Extracted data entries:
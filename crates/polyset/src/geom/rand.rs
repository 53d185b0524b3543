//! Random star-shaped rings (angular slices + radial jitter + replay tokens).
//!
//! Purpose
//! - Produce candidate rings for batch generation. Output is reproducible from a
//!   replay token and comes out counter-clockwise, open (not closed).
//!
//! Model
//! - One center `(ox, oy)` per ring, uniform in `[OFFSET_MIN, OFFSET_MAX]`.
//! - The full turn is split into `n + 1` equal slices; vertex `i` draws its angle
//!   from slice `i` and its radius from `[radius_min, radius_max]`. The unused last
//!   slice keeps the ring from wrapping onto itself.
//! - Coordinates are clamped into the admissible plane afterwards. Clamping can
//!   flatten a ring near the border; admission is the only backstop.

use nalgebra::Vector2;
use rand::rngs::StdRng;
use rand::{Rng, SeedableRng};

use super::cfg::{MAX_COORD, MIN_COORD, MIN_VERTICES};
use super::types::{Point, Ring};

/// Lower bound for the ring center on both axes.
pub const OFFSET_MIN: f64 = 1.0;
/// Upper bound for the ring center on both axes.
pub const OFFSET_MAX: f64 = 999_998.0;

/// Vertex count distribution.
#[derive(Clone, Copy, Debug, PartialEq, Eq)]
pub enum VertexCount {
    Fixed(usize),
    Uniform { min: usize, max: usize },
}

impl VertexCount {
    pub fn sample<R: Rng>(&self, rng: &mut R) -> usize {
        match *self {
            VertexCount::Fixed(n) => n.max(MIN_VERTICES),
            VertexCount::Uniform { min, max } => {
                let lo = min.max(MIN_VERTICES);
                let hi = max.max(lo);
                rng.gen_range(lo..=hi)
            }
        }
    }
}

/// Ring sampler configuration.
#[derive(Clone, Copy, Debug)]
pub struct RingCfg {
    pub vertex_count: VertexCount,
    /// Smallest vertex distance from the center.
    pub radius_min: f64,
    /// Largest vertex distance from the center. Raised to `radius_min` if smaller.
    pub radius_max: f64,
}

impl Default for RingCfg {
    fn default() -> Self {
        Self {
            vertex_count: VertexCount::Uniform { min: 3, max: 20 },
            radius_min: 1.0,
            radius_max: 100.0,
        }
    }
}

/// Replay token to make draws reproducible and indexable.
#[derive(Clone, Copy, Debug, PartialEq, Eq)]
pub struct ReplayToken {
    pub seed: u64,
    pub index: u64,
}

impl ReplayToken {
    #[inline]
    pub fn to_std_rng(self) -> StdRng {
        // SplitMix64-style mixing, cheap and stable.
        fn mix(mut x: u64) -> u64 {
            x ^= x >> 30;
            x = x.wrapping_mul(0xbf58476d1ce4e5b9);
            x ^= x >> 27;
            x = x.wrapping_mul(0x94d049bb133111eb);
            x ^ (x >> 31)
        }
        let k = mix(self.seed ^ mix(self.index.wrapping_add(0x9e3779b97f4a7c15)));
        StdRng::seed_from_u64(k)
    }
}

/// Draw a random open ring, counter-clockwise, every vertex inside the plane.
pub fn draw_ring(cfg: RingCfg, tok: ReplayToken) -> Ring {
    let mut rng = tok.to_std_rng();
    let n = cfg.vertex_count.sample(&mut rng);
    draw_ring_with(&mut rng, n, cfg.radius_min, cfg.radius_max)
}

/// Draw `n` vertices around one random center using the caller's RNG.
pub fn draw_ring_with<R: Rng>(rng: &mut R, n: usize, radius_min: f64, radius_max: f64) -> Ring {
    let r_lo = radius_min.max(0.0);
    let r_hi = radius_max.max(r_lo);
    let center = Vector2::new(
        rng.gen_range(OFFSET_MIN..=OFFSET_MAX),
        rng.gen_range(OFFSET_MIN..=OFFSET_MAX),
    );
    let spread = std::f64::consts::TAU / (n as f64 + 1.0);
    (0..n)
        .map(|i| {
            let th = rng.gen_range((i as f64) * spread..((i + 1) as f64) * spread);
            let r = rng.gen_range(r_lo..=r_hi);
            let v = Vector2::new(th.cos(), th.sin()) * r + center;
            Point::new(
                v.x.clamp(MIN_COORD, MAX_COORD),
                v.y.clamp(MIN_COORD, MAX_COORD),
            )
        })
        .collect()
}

[Problem to work on]
All records should be written out again exactly as given.

[Task output]
filename crates/polyset/src/geom/rand.rs
repository 53d185b0524b3543
//! Random star-shaped rings (angular slices + radial jitter + replay tokens).
//!
//! Purpose
//! - Produce candidate rings for batch generation. Output is reproducible from a
//!   replay token and comes out counter-clockwise, open (not closed).
//!
//! Model
//! - One center `(ox, oy)` per ring, uniform in `[OFFSET_MIN, OFFSET_MAX]`.
//! - The full turn is split into `n + 1` equal slices; vertex `i` draws its angle
//!   from slice `i` and its radius from `[radius_min, radius_max]`. The unused last
//!   slice keeps the ring from wrapping onto itself.
//! - Coordinates are clamped into the admissible plane afterwards. Clamping can
//!   flatten a ring near the border; admission is the only backstop.

use nalgebra::Vector2;
use rand::rngs::StdRng;
use rand::{Rng, SeedableRng};

use super::cfg::{MAX_COORD, MIN_COORD, MIN_VERTICES};
use super::types::{Point, Ring};

/// Lower bound for the ring center on both axes.
pub const OFFSET_MIN: f64 = 1.0;
/// Upper bound for the ring center on both axes.
pub const OFFSET_MAX: f64 = 999_998.0;

/// Vertex count distribution.
#[derive(Clone, Copy, Debug, PartialEq, Eq)]
pub enum VertexCount {
    Fixed(usize),
    Uniform { min: usize, max: usize },
}

impl VertexCount {
    pub fn sample<R: Rng>(&self, rng: &mut R) -> usize {
        match *self {
            VertexCount::Fixed(n) => n.max(MIN_VERTICES),
            VertexCount::Uniform { min, max } => {
                let lo = min.max(MIN_VERTICES);
                let hi = max.max(lo);
                rng.gen_range(lo..=hi)
            }
        }
    }
}

/// Ring sampler configuration.
#[derive(Clone, Copy, Debug)]
pub struct RingCfg {
    pub vertex_count: VertexCount,
    /// Smallest vertex distance from the center.
    pub radius_min: f64,
    /// Largest vertex distance from the center. Raised to `radius_min` if smaller.
    pub radius_max: f64,
}

impl Default for RingCfg {
    fn default() -> Self {
        Self {
            vertex_count: VertexCount::Uniform { min: 3, max: 20 },
            radius_min: 1.0,
            radius_max: 100.0,
        }
    }
}

/// Replay token to make draws reproducible and indexable.
#[derive(Clone, Copy, Debug, PartialEq, Eq)]
pub struct ReplayToken {
    pub seed: u64,
    pub index: u64,
}

impl ReplayToken {
    #[inline]
    pub fn to_std_rng(self) -> StdRng {
        // SplitMix64-style mixing, cheap and stable.
        fn mix(mut x: u64) -> u64 {
            x ^= x >> 30;
            x = x.wrapping_mul(0xbf58476d1ce4e5b9);
            x ^= x >> 27;
            x = x.wrapping_mul(0x94d049bb133111eb);
            x ^ (x >> 31)
        }
        let k = mix(self.seed ^ mix(self.index.wrapping_add(0x9e3779b97f4a7c15)));
        StdRng::seed_from_u64(k)
    }
}

/// Draw a random open ring, counter-clockwise, every vertex inside the plane.
pub fn draw_ring(cfg: RingCfg, tok: ReplayToken) -> Ring {
    let mut rng = tok.to_std_rng();
    let n = cfg.vertex_count.sample(&mut rng);
    draw_ring_with(&mut rng, n, cfg.radius_min, cfg.radius_max)
}

/// Draw `n` vertices around one random center using the caller's RNG.
pub fn draw_ring_with<R: Rng>(rng: &mut R, n: usize, radius_min: f64, radius_max: f64) -> Ring {
    let r_lo = radius_min.max(0.0);
    let r_hi = radius_max.max(r_lo);
    let center = Vector2::new(
        rng.gen_range(OFFSET_MIN..=OFFSET_MAX),
        rng.gen_range(OFFSET_MIN..=OFFSET_MAX),
    );
    let spread = std::f64::consts::TAU / (n as f64 + 1.0);
    (0..n)
        .map(|i| {
            let th = rng.gen_range((i as f64) * spread..((i + 1) as f64) * spread);
            let r = rng.gen_range(r_lo..=r_hi);
            let v = Vector2::new(th.cos(), th.sin()) * r + center;
            Point::new(
                v.x.clamp(MIN_COORD, MAX_COORD),
                v.y.clamp(MIN_COORD, MAX_COORD),
            )
        })
        .collect()
}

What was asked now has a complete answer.